**TASK TO COMPLETE**. Transcribe, verbatim, every line from the start of the entries through the line that contains "maps NaN to 0"; include both boundary lines and omit all others.

Stored data entries

▼

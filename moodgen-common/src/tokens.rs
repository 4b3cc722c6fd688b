//! Clip duration to generator token budget mapping
//!
//! The generator produces roughly 256 tokens per 5 seconds of audio. Requests
//! are mapped linearly from that reference point and clamped to the range the
//! model handles well. Clamping is silent; callers report
//! [`effective_duration_seconds`] back to the client instead.

/// Reference clip length in seconds
pub const REFERENCE_SECONDS: f64 = 5.0;

/// Tokens produced for [`REFERENCE_SECONDS`] of audio
pub const REFERENCE_TOKENS: u32 = 256;

/// Smallest budget ever requested from the generator
pub const MIN_TOKENS: u32 = 256;

/// Largest budget ever requested from the generator (60 seconds)
pub const MAX_TOKENS: u32 = 3072;

/// Map a requested clip duration to a token budget.
///
/// `round(duration / 5 * 256)` clamped to `[256, 3072]`. Zero, negative and
/// NaN durations yield the floor; infinite durations yield the ceiling.
pub fn tokens_for_duration(duration_seconds: f64) -> u32 {
    let raw = (duration_seconds / REFERENCE_SECONDS * REFERENCE_TOKENS as f64).round();
    // `as` saturates for infinities and maps NaN to 0
    let raw = raw as i64;
    raw.clamp(MIN_TOKENS as i64, MAX_TOKENS as i64) as u32
}

/// Clip length in seconds that a token budget actually produces
pub fn effective_duration_seconds(tokens: u32) -> f64 {
    tokens as f64 * REFERENCE_SECONDS / REFERENCE_TOKENS as f64
}
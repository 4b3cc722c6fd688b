//! WAV encode/decode through hound
//!
//! Writing always produces 16-bit signed PCM (interleaved, clipped, truncated
//! toward zero). Reading accepts integer PCM up to 32 bits and 32-bit float,
//! which covers what inference servers commonly return.

use hound::{SampleFormat, WavReader, WavSpec, WavWriter};
use moodgen_common::waveform::{dequantize_sample, quantize_sample};
use moodgen_common::Waveform;
use std::io::{Cursor, Read, Seek, Write};
use std::path::Path;
use thiserror::Error;

#[derive(Debug, Error)]
pub enum WavError {
    #[error("WAV format error: {0}")]
    Format(#[from] hound::Error),

    #[error("Invalid waveform: {0}")]
    Waveform(String),

    #[error("Unsupported WAV encoding: {0}")]
    Unsupported(String),
}

fn pcm16_spec(waveform: &Waveform) -> WavSpec {
    WavSpec {
        channels: waveform.channel_count(),
        sample_rate: waveform.sample_rate(),
        bits_per_sample: 16,
        sample_format: SampleFormat::Int,
    }
}

fn write_samples<W: Write + Seek>(mut writer: WavWriter<W>, waveform: &Waveform) -> Result<(), WavError> {
    for sample in waveform.interleaved() {
        writer.write_sample(quantize_sample(sample))?;
    }
    writer.finalize()?;
    Ok(())
}

/// Write `waveform` to `path` as 16-bit PCM
pub fn write_pcm16_file(path: &Path, waveform: &Waveform) -> Result<(), WavError> {
    let writer = WavWriter::create(path, pcm16_spec(waveform))?;
    write_samples(writer, waveform)
}

/// Encode `waveform` as an in-memory 16-bit PCM WAV
pub fn encode_pcm16(waveform: &Waveform) -> Result<Vec<u8>, WavError> {
    let mut cursor = Cursor::new(Vec::new());
    let writer = WavWriter::new(&mut cursor, pcm16_spec(waveform))?;
    write_samples(writer, waveform)?;
    Ok(cursor.into_inner())
}

/// Decode a WAV stream into a planar float waveform
pub fn decode<R: Read>(reader: R) -> Result<Waveform, WavError> {
    let mut reader = WavReader::new(reader)?;
    let spec = reader.spec();

    let interleaved: Vec<f32> = match (spec.sample_format, spec.bits_per_sample) {
        (SampleFormat::Int, 16) => reader
            .samples::<i16>()
            .map(|s| s.map(dequantize_sample))
            .collect::<Result<_, _>>()?,
        (SampleFormat::Int, bits @ 1..=32) => {
            let scale = ((1i64 << (bits - 1)) - 1).max(1) as f32;
            reader
                .samples::<i32>()
                .map(|s| s.map(|v| (v as f32 / scale).clamp(-1.0, 1.0)))
                .collect::<Result<_, _>>()?
        }
        (SampleFormat::Float, 32) => reader.samples::<f32>().collect::<Result<_, _>>()?,
        (format, bits) => {
            return Err(WavError::Unsupported(format!("{:?} {}-bit", format, bits)));
        }
    };

    Waveform::from_interleaved(&interleaved, spec.channels, spec.sample_rate)
        .map_err(|e| WavError::Waveform(e.to_string()))
}

/// Decode WAV bytes
pub fn decode_bytes(bytes: &[u8]) -> Result<Waveform, WavError> {
    decode(Cursor::new(bytes))
}

/// Decode a WAV file
pub fn read_file(path: &Path) -> Result<Waveform, WavError> {
    let file = std::fs::File::open(path).map_err(hound::Error::IoError)?;
    decode(std::io::BufReader::new(file))
}
//! Background sweeper enforcing the retention policy

use super::file_store::{FileStore, RetentionPolicy};
use chrono::Utc;
use moodgen_common::config::RetentionConfig;
use std::sync::Arc;
use std::time::Duration;
use tokio::task::JoinHandle;

impl From<&RetentionConfig> for RetentionPolicy {
    fn from(config: &RetentionConfig) -> Self {
        Self {
            ttl: config.ttl(),
            max_files: config.max_files,
        }
    }
}

/// Purge every `interval`, starting immediately
pub fn spawn_sweeper(store: Arc<FileStore>, policy: RetentionPolicy, interval: Duration) -> JoinHandle<()> {
    tokio::spawn(async move {
        tracing::info!(
            ttl_secs = policy.ttl.map(|d| d.as_secs()),
            max_files = policy.max_files,
            interval_secs = interval.as_secs(),
            "Retention sweeper started"
        );
        let mut ticker = tokio::time::interval(interval);
        ticker.set_missed_tick_behavior(tokio::time::MissedTickBehavior::Delay);
        loop {
            ticker.tick().await;
            if let Err(e) = store.purge(&policy, Utc::now()).await {
                tracing::warn!(error = %e, "Retention sweep failed");
            }
        }
    })
}

#[cfg(test)]
mod tests {
    use super::*;
    use moodgen_common::Waveform;

    #[test]
    fn test_policy_from_config() {
        let policy = RetentionPolicy::from(&RetentionConfig::default());
        assert_eq!(policy.ttl, Some(Duration::from_secs(24 * 3600)));
        assert_eq!(policy.max_files, Some(500));

        let disabled = RetentionConfig {
            ttl_hours: 0,
            max_files: None,
            sweep_interval_secs: 60,
        };
        let policy = RetentionPolicy::from(&disabled);
        assert_eq!(policy.ttl, None);
        assert_eq!(policy.max_files, None);
    }

    #[tokio::test]
    async fn test_sweeper_enforces_quota() {
        let dir = tempfile::tempdir().unwrap();
        let pool = sqlx::sqlite::SqlitePoolOptions::new()
            .max_connections(1)
            .connect("sqlite::memory:")
            .await
            .unwrap();
        moodgen_common::db::init_tables(&pool).await.unwrap();
        let store = Arc::new(FileStore::new(pool, dir.path().to_path_buf()));

        let wave = Waveform::mono(vec![0.0; 64], 16000);
        for _ in 0..3 {
            store.save(&wave, crate::services::file_store::AudioKind::Generated).await.unwrap();
        }

        let policy = RetentionPolicy {
            ttl: None,
            max_files: Some(2),
        };
        let handle = spawn_sweeper(Arc::clone(&store), policy, Duration::from_millis(10));

        let mut remaining = store.count().await.unwrap();
        for _ in 0..100 {
            if remaining <= 2 {
                break;
            }
            tokio::time::sleep(Duration::from_millis(10)).await;
            remaining = store.count().await.unwrap();
        }
        handle.abort();
        assert_eq!(remaining, 2);
    }
}
//! Mood classification collaborator
//!
//! The classifier turns a free-text description into a short block of
//! `Genre:` / `Mood:` / `Tempo:` lines. Production uses the Gemini
//! `generateContent` REST endpoint; tests plug in their own
//! [`MoodClassifier`].

use async_trait::async_trait;
use moodgen_common::config::ClassifierConfig;
use serde::{Deserialize, Serialize};
use std::time::Duration;
use thiserror::Error;

const USER_AGENT: &str = concat!("moodgen-studio/", env!("CARGO_PKG_VERSION"));

/// Value used for a field whose label line is missing
pub const UNKNOWN: &str = "Unknown";

#[derive(Debug, Error)]
pub enum ClassifierError {
    #[error("Network error: {0}")]
    Network(String),

    #[error("API error {0}: {1}")]
    Api(u16, String),

    #[error("Parse error: {0}")]
    Parse(String),

    #[error("Empty classification response")]
    EmptyResponse,
}

/// Text classification collaborator
#[async_trait]
pub trait MoodClassifier: Send + Sync {
    /// Free-form classification text for `text`
    async fn classify(&self, text: &str) -> Result<String, ClassifierError>;
}

/// Parsed classification, plus the raw text it came from
#[derive(Debug, Clone, PartialEq, Eq, Serialize)]
pub struct Classification {
    pub genre: String,
    pub mood: String,
    pub tempo: String,
    pub raw: String,
}

impl Classification {
    /// Parse `Genre:`/`Mood:`/`Tempo:` lines in any order.
    ///
    /// Labels match case-insensitively and may be wrapped in markdown
    /// (`- **Genre:** Jazz`). The first occurrence of each label wins.
    pub fn parse(raw: &str) -> Self {
        let mut genre = None;
        let mut mood = None;
        let mut tempo = None;

        for line in raw.lines() {
            let Some((label, value)) = split_label(line) else {
                continue;
            };
            let slot = match label.as_str() {
                "genre" => &mut genre,
                "mood" => &mut mood,
                "tempo" => &mut tempo,
                _ => continue,
            };
            if slot.is_none() && !value.is_empty() {
                *slot = Some(value);
            }
        }

        Self {
            genre: genre.unwrap_or_else(|| UNKNOWN.to_string()),
            mood: mood.unwrap_or_else(|| UNKNOWN.to_string()),
            tempo: tempo.unwrap_or_else(|| UNKNOWN.to_string()),
            raw: raw.trim().to_string(),
        }
    }
}

/// `"- **Genre:** Jazz"` -> `("genre", "Jazz")`
fn split_label(line: &str) -> Option<(String, String)> {
    let line = line.trim_start().trim_start_matches(['-', '*', '•']).trim_start();
    let (label, value) = line.split_once(':')?;
    let label = label.trim_matches(|c: char| c == '*' || c.is_whitespace());
    let value = value.trim_matches(|c: char| c == '*' || c.is_whitespace());
    Some((label.to_ascii_lowercase(), value.to_string()))
}

/// Instruction sent to the language model for `user_input`
pub fn classification_prompt(user_input: &str) -> String {
    format!(
        "Classify the following text into music genre, mood, and tempo. \
         Give tempo in both words and BPM.\n\n\
         Text: \"{}\"\n\n\
         Output format:\n\
         Genre: <genre>\n\
         Mood: <mood>\n\
         Tempo: <tempo word> (<bpm> BPM)",
        user_input
    )
}

#[derive(Debug, Serialize)]
struct GenerateContentRequest<'a> {
    contents: Vec<Content<'a>>,
}

#[derive(Debug, Serialize)]
struct Content<'a> {
    parts: Vec<RequestPart<'a>>,
}

#[derive(Debug, Serialize)]
struct RequestPart<'a> {
    text: &'a str,
}

#[derive(Debug, Deserialize)]
struct GenerateContentResponse {
    #[serde(default)]
    candidates: Vec<Candidate>,
}

#[derive(Debug, Deserialize)]
struct Candidate {
    content: Option<CandidateContent>,
}

#[derive(Debug, Deserialize)]
struct CandidateContent {
    #[serde(default)]
    parts: Vec<ResponsePart>,
}

#[derive(Debug, Deserialize)]
struct ResponsePart {
    #[serde(default)]
    text: String,
}

impl GenerateContentResponse {
    /// Concatenated text of the first candidate
    fn text(&self) -> Option<String> {
        let content = self.candidates.first()?.content.as_ref()?;
        let text: String = content.parts.iter().map(|p| p.text.as_str()).collect();
        let text = text.trim();
        (!text.is_empty()).then(|| text.to_string())
    }
}

/// Gemini `generateContent` client
pub struct GeminiClassifier {
    http_client: reqwest::Client,
    endpoint: String,
    model: String,
    api_key: String,
}

impl GeminiClassifier {
    pub fn new(config: &ClassifierConfig, api_key: String) -> Result<Self, ClassifierError> {
        let http_client = reqwest::Client::builder()
            .user_agent(USER_AGENT)
            .timeout(Duration::from_secs(config.timeout_secs))
            .build()
            .map_err(|e| ClassifierError::Network(e.to_string()))?;

        Ok(Self {
            http_client,
            endpoint: config.endpoint.trim_end_matches('/').to_string(),
            model: config.model.clone(),
            api_key,
        })
    }

    fn url(&self) -> String {
        format!("{}/models/{}:generateContent", self.endpoint, self.model)
    }
}

#[async_trait]
impl MoodClassifier for GeminiClassifier {
    async fn classify(&self, text: &str) -> Result<String, ClassifierError> {
        let prompt = classification_prompt(text);
        let body = GenerateContentRequest {
            contents: vec![Content {
                parts: vec![RequestPart { text: &prompt }],
            }],
        };

        tracing::debug!(model = %self.model, "Requesting mood classification");

        let response = self
            .http_client
            .post(self.url())
            .query(&[("key", self.api_key.as_str())])
            .json(&body)
            .send()
            .await
            .map_err(|e| ClassifierError::Network(e.to_string()))?;

        let status = response.status();
        if !status.is_success() {
            let error_text = response.text().await.unwrap_or_default();
            return Err(ClassifierError::Api(status.as_u16(), error_text));
        }

        let parsed: GenerateContentResponse = response
            .json()
            .await
            .map_err(|e| ClassifierError::Parse(e.to_string()))?;

        let classification = parsed.text().ok_or(ClassifierError::EmptyResponse)?;
        tracing::info!(chars = classification.len(), "Mood classification received");
        Ok(classification)
    }
}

▲

**RESPONSE AREA**.
filename moodgen-common/src/tokens.rs
repository 4b3cc722c6fd688b
//! Clip duration to generator token budget mapping
//!
//! The generator produces roughly 256 tokens per 5 seconds of audio. Requests
//! are mapped linearly from that reference point and clamped to the range the
//! model handles well. Clamping is silent; callers report
//! [`effective_duration_seconds`] back to the client instead.

/// Reference clip length in seconds
pub const REFERENCE_SECONDS: f64 = 5.0;

/// Tokens produced for [`REFERENCE_SECONDS`] of audio
pub const REFERENCE_TOKENS: u32 = 256;

/// Smallest budget ever requested from the generator
pub const MIN_TOKENS: u32 = 256;

/// Largest budget ever requested from the generator (60 seconds)
pub const MAX_TOKENS: u32 = 3072;

/// Map a requested clip duration to a token budget.
///
/// `round(duration / 5 * 256)` clamped to `[256, 3072]`. Zero, negative and
/// NaN durations yield the floor; infinite durations yield the ceiling.
pub fn tokens_for_duration(duration_seconds: f64) -> u32 {
    let raw = (duration_seconds / REFERENCE_SECONDS * REFERENCE_TOKENS as f64).round();
    // `as` saturates for infinities and maps NaN to 0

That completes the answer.